*The input*:
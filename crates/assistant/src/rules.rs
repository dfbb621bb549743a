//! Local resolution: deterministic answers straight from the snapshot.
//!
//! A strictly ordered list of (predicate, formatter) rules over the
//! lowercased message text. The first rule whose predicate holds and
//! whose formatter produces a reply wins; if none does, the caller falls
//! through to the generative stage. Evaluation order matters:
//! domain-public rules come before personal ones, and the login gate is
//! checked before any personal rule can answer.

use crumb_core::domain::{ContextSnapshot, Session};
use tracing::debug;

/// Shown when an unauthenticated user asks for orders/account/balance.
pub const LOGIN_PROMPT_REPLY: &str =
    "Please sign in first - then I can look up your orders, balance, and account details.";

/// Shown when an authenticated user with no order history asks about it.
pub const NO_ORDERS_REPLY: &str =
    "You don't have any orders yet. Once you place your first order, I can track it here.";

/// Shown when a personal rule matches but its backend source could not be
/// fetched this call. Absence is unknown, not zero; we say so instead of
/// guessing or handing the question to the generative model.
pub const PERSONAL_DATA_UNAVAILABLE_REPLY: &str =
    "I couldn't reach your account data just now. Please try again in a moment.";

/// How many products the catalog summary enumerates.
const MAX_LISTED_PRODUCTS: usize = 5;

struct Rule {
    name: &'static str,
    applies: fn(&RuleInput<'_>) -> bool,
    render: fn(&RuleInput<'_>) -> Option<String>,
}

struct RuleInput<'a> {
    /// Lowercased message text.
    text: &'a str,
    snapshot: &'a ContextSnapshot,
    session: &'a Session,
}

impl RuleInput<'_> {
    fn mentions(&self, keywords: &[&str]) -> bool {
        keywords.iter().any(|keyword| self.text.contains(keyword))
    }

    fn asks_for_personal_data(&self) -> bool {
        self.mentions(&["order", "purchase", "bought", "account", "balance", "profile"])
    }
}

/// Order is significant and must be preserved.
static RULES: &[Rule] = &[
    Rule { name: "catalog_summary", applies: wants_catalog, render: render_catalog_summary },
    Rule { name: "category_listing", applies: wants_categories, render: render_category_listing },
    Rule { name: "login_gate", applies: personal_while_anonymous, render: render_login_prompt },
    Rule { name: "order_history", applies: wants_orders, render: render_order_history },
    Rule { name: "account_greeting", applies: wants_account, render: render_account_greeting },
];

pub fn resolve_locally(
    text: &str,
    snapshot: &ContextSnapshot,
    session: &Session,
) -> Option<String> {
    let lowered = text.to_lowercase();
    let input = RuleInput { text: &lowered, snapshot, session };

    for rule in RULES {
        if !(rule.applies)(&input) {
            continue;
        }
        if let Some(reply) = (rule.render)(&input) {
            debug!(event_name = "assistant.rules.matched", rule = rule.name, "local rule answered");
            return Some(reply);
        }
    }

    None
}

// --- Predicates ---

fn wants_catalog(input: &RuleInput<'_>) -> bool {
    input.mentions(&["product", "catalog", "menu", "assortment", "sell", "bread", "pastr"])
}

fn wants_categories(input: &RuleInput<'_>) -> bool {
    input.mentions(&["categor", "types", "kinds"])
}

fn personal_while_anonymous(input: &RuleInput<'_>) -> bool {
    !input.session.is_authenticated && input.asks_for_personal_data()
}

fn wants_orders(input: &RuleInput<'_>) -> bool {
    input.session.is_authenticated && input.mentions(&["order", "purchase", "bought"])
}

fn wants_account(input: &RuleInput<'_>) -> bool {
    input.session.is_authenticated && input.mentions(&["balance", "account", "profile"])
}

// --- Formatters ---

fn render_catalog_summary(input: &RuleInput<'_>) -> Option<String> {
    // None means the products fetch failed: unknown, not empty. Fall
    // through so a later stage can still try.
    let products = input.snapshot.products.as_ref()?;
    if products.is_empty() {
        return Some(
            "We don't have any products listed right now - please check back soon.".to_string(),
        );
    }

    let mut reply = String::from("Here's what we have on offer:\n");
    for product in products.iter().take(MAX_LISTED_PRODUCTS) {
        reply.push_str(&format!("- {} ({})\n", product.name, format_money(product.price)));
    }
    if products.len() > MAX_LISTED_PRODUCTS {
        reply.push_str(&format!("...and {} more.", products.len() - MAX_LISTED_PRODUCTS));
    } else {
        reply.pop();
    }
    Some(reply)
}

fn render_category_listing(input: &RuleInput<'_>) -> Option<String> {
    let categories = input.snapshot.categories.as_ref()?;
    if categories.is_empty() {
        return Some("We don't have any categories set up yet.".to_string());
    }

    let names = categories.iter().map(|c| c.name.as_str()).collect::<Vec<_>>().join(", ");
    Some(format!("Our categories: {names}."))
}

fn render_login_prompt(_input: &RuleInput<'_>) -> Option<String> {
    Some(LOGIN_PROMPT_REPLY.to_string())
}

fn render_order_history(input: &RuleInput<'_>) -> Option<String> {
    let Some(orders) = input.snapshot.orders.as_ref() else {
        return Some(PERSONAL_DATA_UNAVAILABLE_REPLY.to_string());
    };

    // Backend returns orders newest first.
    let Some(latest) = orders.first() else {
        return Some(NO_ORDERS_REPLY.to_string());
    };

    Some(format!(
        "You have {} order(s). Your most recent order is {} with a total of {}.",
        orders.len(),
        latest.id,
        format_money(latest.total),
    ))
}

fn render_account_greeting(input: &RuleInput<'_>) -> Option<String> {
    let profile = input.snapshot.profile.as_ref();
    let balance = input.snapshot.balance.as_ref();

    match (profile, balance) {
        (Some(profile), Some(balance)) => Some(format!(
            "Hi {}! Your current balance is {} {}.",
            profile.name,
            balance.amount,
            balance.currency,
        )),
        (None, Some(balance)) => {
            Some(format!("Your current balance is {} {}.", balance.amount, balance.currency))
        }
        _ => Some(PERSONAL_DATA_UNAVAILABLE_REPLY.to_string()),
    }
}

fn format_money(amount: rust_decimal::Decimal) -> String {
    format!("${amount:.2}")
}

...

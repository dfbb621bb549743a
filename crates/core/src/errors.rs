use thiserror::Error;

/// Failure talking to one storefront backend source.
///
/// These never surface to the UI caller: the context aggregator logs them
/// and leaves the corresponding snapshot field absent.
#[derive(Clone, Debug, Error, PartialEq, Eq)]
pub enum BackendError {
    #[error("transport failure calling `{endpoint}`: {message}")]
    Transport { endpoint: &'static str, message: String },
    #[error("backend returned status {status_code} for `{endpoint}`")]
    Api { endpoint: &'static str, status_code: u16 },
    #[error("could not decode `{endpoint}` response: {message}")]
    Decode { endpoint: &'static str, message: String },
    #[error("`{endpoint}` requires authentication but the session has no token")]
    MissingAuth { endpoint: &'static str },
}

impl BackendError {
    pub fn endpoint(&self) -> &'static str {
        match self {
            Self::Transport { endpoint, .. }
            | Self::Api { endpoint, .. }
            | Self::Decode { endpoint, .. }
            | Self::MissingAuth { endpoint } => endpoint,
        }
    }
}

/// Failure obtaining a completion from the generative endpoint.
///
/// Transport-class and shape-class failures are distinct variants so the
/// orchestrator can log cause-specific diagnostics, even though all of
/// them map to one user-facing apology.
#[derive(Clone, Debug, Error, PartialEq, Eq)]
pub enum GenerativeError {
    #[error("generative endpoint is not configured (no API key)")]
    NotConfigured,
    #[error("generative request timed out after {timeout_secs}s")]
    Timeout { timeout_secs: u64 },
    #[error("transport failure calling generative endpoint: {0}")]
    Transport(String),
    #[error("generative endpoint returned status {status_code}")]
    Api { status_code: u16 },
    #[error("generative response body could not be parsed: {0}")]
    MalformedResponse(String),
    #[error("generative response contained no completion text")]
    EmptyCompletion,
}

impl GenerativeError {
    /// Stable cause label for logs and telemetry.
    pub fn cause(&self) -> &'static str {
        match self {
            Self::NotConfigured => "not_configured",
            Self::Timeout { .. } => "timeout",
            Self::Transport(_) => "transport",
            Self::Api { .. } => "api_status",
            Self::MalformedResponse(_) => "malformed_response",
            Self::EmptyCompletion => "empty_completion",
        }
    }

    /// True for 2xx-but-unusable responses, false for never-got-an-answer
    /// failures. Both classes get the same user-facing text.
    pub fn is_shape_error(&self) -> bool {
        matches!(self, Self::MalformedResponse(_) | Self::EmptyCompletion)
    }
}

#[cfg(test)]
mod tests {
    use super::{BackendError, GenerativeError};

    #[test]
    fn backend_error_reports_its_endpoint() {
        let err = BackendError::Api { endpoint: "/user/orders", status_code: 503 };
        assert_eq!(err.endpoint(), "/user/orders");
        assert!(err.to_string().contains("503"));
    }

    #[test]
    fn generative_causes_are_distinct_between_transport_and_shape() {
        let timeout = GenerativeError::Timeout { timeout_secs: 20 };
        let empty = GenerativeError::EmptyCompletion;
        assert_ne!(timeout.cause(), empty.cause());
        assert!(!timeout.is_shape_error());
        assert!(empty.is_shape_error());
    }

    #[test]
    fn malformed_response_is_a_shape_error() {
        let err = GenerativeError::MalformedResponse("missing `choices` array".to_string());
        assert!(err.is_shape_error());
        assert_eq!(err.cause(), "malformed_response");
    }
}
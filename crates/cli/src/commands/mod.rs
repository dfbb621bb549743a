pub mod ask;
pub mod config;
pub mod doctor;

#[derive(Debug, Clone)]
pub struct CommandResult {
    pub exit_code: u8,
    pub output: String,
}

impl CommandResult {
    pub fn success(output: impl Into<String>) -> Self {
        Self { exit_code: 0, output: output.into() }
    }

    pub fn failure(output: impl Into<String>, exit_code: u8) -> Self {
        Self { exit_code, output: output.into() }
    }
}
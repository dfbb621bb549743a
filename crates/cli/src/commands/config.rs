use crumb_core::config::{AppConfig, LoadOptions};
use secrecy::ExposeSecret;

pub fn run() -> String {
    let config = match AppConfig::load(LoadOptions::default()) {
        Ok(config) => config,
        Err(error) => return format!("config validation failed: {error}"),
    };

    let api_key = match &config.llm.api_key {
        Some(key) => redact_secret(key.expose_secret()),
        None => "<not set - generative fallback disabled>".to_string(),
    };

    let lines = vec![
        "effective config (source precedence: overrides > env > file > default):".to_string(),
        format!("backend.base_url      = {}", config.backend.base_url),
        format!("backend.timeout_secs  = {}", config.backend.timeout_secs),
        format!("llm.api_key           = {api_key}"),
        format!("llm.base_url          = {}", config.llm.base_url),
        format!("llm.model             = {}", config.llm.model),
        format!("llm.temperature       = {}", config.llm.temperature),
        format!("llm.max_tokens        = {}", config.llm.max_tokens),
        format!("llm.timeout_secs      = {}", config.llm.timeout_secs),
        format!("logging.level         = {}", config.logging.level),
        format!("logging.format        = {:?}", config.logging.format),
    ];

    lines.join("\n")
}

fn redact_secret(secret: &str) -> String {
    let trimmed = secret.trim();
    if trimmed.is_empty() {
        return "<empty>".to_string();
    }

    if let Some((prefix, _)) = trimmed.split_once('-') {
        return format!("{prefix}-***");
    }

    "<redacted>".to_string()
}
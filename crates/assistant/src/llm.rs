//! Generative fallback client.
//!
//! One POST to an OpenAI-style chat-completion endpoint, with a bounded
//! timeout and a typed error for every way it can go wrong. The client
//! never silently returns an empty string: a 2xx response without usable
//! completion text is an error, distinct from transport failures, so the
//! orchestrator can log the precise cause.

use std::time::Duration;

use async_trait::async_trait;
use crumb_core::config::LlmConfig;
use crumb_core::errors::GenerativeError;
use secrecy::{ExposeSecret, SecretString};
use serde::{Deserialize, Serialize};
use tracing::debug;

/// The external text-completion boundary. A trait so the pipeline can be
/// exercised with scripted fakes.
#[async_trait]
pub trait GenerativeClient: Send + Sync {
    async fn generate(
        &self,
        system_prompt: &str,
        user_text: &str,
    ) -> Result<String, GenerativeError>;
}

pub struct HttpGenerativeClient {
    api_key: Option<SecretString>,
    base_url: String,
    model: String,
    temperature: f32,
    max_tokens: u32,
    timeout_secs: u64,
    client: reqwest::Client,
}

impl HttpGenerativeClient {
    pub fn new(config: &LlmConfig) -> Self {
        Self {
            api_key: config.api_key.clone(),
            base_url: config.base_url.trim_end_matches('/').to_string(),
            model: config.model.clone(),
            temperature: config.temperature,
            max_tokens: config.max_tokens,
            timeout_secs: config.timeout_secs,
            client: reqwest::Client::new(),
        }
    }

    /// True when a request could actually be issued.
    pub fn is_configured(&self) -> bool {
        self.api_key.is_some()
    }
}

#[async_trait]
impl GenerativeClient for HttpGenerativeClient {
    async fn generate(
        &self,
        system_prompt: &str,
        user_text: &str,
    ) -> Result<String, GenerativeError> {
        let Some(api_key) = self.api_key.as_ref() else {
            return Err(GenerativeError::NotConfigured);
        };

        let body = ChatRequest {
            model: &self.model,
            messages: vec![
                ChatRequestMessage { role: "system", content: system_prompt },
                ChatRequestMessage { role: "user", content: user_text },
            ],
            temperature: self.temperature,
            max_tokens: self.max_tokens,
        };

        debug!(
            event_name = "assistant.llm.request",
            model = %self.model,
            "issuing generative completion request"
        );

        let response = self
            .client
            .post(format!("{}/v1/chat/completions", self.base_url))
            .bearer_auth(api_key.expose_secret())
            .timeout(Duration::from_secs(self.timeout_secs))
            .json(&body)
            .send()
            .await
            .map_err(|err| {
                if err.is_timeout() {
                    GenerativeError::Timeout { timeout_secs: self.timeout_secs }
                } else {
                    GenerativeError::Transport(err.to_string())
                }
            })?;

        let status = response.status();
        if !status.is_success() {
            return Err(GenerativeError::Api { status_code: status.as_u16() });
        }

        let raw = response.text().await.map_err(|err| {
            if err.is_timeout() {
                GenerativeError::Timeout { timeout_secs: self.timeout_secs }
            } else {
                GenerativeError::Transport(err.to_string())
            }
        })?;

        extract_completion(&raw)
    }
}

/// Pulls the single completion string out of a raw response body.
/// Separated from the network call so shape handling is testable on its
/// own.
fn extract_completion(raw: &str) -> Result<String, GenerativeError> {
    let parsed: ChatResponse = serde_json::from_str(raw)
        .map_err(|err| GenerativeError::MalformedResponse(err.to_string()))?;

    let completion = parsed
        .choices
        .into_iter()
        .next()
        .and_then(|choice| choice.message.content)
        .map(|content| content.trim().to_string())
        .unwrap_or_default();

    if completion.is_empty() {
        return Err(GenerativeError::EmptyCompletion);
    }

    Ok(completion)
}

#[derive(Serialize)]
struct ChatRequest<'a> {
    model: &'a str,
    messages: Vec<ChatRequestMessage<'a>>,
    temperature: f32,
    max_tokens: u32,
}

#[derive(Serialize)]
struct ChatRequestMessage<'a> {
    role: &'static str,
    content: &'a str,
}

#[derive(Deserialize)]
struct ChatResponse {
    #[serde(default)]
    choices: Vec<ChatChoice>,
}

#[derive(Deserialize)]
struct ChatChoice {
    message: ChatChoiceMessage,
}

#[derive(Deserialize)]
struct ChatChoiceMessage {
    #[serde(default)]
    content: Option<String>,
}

*Aim of the exercise*:
Reproduce exactly the stretch of the material above that starts at the line with "filename crates/assistant/src/rules.rs" and ends at the line with "pub const PERSONAL_DATA_UNAVAILABLE_REPLY: &str", both included, and nothing else.

*Output for this exercise*:
filename crates/assistant/src/rules.rs
repository dfbb621bb549743a
//! Local resolution: deterministic answers straight from the snapshot.
//!
//! A strictly ordered list of (predicate, formatter) rules over the
//! lowercased message text. The first rule whose predicate holds and
//! whose formatter produces a reply wins; if none does, the caller falls
//! through to the generative stage. Evaluation order matters:
//! domain-public rules come before personal ones, and the login gate is
//! checked before any personal rule can answer.

use crumb_core::domain::{ContextSnapshot, Session};
use tracing::debug;

/// Shown when an unauthenticated user asks for orders/account/balance.
pub const LOGIN_PROMPT_REPLY: &str =
    "Please sign in first - then I can look up your orders, balance, and account details.";

/// Shown when an authenticated user with no order history asks about it.
pub const NO_ORDERS_REPLY: &str =
    "You don't have any orders yet. Once you place your first order, I can track it here.";

/// Shown when a personal rule matches but its backend source could not be
/// fetched this call. Absence is unknown, not zero; we say so instead of
/// guessing or handing the question to the generative model.
pub const PERSONAL_DATA_UNAVAILABLE_REPLY: &str =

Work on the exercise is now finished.